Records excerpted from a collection
↓
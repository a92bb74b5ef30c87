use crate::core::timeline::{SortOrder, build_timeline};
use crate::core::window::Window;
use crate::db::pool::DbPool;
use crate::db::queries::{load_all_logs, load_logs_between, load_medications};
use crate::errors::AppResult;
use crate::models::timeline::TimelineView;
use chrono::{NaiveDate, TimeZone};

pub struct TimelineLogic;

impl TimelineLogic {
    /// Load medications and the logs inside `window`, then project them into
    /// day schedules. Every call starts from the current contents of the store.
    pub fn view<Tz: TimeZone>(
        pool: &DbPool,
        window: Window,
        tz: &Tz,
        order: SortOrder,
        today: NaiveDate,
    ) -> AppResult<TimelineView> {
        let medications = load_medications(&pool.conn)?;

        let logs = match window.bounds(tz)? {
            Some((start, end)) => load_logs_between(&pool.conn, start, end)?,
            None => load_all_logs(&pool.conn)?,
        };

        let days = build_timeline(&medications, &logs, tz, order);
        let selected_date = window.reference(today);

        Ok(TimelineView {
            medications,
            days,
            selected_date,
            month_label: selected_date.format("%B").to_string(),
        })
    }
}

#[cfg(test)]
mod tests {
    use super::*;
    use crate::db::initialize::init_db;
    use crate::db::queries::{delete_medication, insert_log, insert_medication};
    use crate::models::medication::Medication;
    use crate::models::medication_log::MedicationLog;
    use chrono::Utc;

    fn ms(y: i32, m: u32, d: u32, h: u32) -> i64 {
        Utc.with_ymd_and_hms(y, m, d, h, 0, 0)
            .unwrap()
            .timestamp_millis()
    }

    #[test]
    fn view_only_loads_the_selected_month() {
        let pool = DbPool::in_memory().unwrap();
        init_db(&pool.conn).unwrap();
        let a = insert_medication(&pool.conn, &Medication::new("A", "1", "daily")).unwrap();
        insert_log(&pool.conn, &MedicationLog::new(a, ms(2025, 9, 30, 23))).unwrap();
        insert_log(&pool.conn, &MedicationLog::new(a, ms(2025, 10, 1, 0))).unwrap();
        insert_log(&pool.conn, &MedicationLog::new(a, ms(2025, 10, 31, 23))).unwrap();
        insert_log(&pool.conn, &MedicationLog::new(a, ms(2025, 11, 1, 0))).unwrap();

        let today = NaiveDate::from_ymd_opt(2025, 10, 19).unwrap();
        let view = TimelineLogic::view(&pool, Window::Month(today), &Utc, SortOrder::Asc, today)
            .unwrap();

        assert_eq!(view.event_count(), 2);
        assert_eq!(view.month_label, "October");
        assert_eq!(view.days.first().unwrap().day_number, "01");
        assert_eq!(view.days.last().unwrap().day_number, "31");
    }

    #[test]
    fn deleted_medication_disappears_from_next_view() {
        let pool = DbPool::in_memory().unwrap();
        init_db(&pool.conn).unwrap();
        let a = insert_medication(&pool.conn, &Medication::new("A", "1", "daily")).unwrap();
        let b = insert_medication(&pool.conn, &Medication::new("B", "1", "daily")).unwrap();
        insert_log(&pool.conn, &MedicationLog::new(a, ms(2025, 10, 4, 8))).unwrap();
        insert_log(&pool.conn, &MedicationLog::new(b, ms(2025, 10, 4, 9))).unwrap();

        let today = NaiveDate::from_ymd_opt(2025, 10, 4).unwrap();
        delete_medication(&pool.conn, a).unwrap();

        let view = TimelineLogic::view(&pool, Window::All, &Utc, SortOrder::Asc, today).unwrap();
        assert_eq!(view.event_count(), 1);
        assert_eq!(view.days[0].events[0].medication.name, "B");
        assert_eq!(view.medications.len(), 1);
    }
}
↑
↓
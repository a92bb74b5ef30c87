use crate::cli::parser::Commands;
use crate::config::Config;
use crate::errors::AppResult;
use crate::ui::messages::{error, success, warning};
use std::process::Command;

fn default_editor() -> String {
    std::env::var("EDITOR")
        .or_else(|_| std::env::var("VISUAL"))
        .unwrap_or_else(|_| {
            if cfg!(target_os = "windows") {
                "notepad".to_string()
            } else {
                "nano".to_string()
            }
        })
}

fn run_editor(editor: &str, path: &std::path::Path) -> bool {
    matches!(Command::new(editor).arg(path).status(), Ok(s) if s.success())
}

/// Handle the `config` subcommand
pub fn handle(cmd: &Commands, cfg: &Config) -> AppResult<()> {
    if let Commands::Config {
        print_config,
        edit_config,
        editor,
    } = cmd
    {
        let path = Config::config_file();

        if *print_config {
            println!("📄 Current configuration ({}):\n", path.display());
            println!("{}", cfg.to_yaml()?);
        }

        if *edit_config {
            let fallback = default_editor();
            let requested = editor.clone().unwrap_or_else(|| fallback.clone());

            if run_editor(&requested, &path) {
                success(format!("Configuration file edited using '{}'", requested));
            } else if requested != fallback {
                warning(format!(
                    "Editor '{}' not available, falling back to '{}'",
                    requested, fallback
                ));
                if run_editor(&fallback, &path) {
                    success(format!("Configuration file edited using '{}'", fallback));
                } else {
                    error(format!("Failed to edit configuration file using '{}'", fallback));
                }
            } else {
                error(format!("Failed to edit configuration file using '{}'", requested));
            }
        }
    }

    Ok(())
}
↑
_The problem_
Where "using" occurs in a line of the data above, count that line. Give the final count and no other words.

_Written reply_
4